───── Records shown ─────

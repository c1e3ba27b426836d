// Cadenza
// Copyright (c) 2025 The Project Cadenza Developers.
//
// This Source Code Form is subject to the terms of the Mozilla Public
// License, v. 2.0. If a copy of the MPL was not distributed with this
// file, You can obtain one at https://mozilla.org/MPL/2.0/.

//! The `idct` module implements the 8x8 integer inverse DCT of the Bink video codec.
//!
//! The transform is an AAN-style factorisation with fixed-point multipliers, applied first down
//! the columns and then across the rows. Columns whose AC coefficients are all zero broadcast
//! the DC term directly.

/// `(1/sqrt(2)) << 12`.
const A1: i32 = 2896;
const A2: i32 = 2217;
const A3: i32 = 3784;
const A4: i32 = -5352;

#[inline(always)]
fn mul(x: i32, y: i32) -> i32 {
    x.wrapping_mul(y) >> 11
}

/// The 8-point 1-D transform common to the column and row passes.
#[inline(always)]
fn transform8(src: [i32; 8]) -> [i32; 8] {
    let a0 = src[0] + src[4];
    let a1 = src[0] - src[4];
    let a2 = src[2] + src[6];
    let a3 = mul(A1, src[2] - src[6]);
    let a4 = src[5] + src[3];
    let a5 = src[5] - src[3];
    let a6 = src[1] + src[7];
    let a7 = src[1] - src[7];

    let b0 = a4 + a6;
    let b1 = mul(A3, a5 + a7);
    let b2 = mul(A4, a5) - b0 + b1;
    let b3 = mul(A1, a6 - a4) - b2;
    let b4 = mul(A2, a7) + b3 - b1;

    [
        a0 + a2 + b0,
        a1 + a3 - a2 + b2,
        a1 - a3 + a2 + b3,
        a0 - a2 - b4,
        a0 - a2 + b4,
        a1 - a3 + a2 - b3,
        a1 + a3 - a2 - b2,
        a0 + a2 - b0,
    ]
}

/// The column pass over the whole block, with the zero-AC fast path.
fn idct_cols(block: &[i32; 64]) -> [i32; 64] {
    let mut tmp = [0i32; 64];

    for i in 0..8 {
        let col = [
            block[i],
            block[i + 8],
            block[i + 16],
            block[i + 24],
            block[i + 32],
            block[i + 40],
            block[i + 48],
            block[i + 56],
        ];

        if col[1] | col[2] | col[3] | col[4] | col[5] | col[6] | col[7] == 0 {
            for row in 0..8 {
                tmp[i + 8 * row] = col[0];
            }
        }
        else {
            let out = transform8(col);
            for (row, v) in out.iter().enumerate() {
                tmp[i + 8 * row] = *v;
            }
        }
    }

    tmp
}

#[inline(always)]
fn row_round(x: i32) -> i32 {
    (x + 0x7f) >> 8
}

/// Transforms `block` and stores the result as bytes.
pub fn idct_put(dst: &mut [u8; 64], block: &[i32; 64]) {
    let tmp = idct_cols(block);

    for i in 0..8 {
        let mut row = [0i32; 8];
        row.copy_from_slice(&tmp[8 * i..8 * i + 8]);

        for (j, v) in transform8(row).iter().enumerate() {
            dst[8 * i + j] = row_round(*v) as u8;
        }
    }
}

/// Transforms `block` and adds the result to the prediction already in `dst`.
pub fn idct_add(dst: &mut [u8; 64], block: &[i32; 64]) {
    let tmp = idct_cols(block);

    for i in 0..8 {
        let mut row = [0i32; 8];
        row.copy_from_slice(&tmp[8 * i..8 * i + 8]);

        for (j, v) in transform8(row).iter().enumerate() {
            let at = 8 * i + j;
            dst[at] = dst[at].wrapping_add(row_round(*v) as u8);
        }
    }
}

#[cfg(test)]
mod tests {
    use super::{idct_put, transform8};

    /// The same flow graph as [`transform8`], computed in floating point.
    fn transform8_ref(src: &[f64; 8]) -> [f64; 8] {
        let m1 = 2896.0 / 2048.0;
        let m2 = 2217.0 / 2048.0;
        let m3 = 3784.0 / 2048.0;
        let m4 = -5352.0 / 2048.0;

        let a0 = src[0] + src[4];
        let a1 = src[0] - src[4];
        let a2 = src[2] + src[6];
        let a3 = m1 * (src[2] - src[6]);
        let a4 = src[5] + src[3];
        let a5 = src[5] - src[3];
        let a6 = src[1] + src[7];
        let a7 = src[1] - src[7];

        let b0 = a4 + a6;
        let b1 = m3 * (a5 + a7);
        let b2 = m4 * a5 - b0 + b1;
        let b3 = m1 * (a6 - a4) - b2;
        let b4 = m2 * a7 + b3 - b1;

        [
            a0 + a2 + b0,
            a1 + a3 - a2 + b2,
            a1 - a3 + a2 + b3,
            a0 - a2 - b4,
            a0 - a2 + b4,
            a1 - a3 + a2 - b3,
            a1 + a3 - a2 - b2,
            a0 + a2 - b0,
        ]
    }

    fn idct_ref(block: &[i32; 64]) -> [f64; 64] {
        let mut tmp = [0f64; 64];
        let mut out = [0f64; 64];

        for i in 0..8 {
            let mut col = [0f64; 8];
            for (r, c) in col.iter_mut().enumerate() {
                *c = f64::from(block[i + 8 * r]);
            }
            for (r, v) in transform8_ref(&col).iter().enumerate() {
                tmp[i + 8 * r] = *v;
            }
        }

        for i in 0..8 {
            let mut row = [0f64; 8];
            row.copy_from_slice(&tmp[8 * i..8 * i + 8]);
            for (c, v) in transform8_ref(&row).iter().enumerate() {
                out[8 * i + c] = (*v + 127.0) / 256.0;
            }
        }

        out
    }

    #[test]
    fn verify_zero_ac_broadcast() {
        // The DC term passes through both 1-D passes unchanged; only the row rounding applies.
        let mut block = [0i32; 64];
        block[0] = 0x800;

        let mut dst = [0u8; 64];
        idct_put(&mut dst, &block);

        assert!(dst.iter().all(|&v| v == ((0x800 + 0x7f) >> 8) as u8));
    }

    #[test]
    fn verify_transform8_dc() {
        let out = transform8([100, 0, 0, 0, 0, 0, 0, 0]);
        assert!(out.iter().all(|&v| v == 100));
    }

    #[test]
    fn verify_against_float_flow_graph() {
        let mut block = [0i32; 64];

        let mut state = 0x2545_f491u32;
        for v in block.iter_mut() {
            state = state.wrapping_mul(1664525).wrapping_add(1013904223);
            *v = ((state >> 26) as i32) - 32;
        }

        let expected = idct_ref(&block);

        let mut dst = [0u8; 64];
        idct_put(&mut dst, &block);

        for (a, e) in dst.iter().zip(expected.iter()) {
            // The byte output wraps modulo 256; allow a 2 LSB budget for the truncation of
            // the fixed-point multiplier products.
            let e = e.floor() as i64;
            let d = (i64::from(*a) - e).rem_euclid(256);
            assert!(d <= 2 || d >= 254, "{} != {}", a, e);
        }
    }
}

─────

§ **Your goal**:
The answer must be every entry, reproduced exactly.

§ **Result**:
repository c1e3ba27b426836d
// Cadenza
// Copyright (c) 2025 The Project Cadenza Developers.
//
// This Source Code Form is subject to the terms of the Mozilla Public
// License, v. 2.0. If a copy of the MPL was not distributed with this
// file, You can obtain one at https://mozilla.org/MPL/2.0/.

//! The `idct` module implements the 8x8 integer inverse DCT of the Bink video codec.
//!
//! The transform is an AAN-style factorisation with fixed-point multipliers, applied first down
//! the columns and then across the rows. Columns whose AC coefficients are all zero broadcast
//! the DC term directly.

/// `(1/sqrt(2)) << 12`.
const A1: i32 = 2896;
const A2: i32 = 2217;
const A3: i32 = 3784;
const A4: i32 = -5352;

#[inline(always)]
fn mul(x: i32, y: i32) -> i32 {
    x.wrapping_mul(y) >> 11
}

/// The 8-point 1-D transform common to the column and row passes.
#[inline(always)]
fn transform8(src: [i32; 8]) -> [i32; 8] {
    let a0 = src[0] + src[4];
    let a1 = src[0] - src[4];
    let a2 = src[2] + src[6];
    let a3 = mul(A1, src[2] - src[6]);
    let a4 = src[5] + src[3];
    let a5 = src[5] - src[3];
    let a6 = src[1] + src[7];
    let a7 = src[1] - src[7];

    let b0 = a4 + a6;
    let b1 = mul(A3, a5 + a7);
    let b2 = mul(A4, a5) - b0 + b1;
    let b3 = mul(A1, a6 - a4) - b2;
    let b4 = mul(A2, a7) + b3 - b1;

    [
        a0 + a2 + b0,
        a1 + a3 - a2 + b2,
        a1 - a3 + a2 + b3,
        a0 - a2 - b4,
        a0 - a2 + b4,
        a1 - a3 + a2 - b3,
        a1 + a3 - a2 - b2,
        a0 + a2 - b0,
    ]
}

/// The column pass over the whole block, with the zero-AC fast path.
fn idct_cols(block: &[i32; 64]) -> [i32; 64] {
    let mut tmp = [0i32; 64];

    for i in 0..8 {
        let col = [
            block[i],
            block[i + 8],
            block[i + 16],
            block[i + 24],
            block[i + 32],
            block[i + 40],
            block[i + 48],
            block[i + 56],
        ];

        if col[1] | col[2] | col[3] | col[4] | col[5] | col[6] | col[7] == 0 {
            for row in 0..8 {
                tmp[i + 8 * row] = col[0];
            }
        }
        else {
            let out = transform8(col);
            for (row, v) in out.iter().enumerate() {
                tmp[i + 8 * row] = *v;
            }
        }
    }

    tmp
}

#[inline(always)]
fn row_round(x: i32) -> i32 {
    (x + 0x7f) >> 8
}

/// Transforms `block` and stores the result as bytes.
pub fn idct_put(dst: &mut [u8; 64], block: &[i32; 64]) {
    let tmp = idct_cols(block);

    for i in 0..8 {
        let mut row = [0i32; 8];
        row.copy_from_slice(&tmp[8 * i..8 * i + 8]);

        for (j, v) in transform8(row).iter().enumerate() {
            dst[8 * i + j] = row_round(*v) as u8;
        }
    }
}

/// Transforms `block` and adds the result to the prediction already in `dst`.
pub fn idct_add(dst: &mut [u8; 64], block: &[i32; 64]) {
    let tmp = idct_cols(block);

    for i in 0..8 {
        let mut row = [0i32; 8];
        row.copy_from_slice(&tmp[8 * i..8 * i + 8]);

        for (j, v) in transform8(row).iter().enumerate() {
            let at = 8 * i + j;
            dst[at] = dst[at].wrapping_add(row_round(*v) as u8);
        }
    }
}

#[cfg(test)]
mod tests {
    use super::{idct_put, transform8};

    /// The same flow graph as [`transform8`], computed in floating point.
    fn transform8_ref(src: &[f64; 8]) -> [f64; 8] {
        let m1 = 2896.0 / 2048.0;
        let m2 = 2217.0 / 2048.0;
        let m3 = 3784.0 / 2048.0;
        let m4 = -5352.0 / 2048.0;

        let a0 = src[0] + src[4];
        let a1 = src[0] - src[4];
        let a2 = src[2] + src[6];
        let a3 = m1 * (src[2] - src[6]);
        let a4 = src[5] + src[3];
        let a5 = src[5] - src[3];
        let a6 = src[1] + src[7];
        let a7 = src[1] - src[7];

        let b0 = a4 + a6;
        let b1 = m3 * (a5 + a7);
        let b2 = m4 * a5 - b0 + b1;
        let b3 = m1 * (a6 - a4) - b2;
        let b4 = m2 * a7 + b3 - b1;

        [
            a0 + a2 + b0,
            a1 + a3 - a2 + b2,
            a1 - a3 + a2 + b3,
            a0 - a2 - b4,
            a0 - a2 + b4,
            a1 - a3 + a2 - b3,
            a1 + a3 - a2 - b2,
            a0 + a2 - b0,
        ]
    }

    fn idct_ref(block: &[i32; 64]) -> [f64; 64] {
        let mut tmp = [0f64; 64];
        let mut out = [0f64; 64];

        for i in 0..8 {
            let mut col = [0f64; 8];
            for (r, c) in col.iter_mut().enumerate() {
                *c = f64::from(block[i + 8 * r]);
            }
            for (r, v) in transform8_ref(&col).iter().enumerate() {
                tmp[i + 8 * r] = *v;
            }
        }

        for i in 0..8 {
            let mut row = [0f64; 8];
            row.copy_from_slice(&tmp[8 * i..8 * i + 8]);
            for (c, v) in transform8_ref(&row).iter().enumerate() {
                out[8 * i + c] = (*v + 127.0) / 256.0;
            }
        }

        out
    }

    #[test]
    fn verify_zero_ac_broadcast() {
        // The DC term passes through both 1-D passes unchanged; only the row rounding applies.
        let mut block = [0i32; 64];
        block[0] = 0x800;

        let mut dst = [0u8; 64];
        idct_put(&mut dst, &block);

        assert!(dst.iter().all(|&v| v == ((0x800 + 0x7f) >> 8) as u8));
    }

    #[test]
    fn verify_transform8_dc() {
        let out = transform8([100, 0, 0, 0, 0, 0, 0, 0]);
        assert!(out.iter().all(|&v| v == 100));
    }

    #[test]
    fn verify_against_float_flow_graph() {
        let mut block = [0i32; 64];

        let mut state = 0x2545_f491u32;
        for v in block.iter_mut() {
            state = state.wrapping_mul(1664525).wrapping_add(1013904223);
            *v = ((state >> 26) as i32) - 32;
        }

        let expected = idct_ref(&block);

        let mut dst = [0u8; 64];
        idct_put(&mut dst, &block);

        for (a, e) in dst.iter().zip(expected.iter()) {
            // The byte output wraps modulo 256; allow a 2 LSB budget for the truncation of
            // the fixed-point multiplier products.
            let e = e.floor() as i64;
            let d = (i64::from(*a) - e).rem_euclid(256);
            assert!(d <= 2 || d >= 254, "{} != {}", a, e);
        }
    }
}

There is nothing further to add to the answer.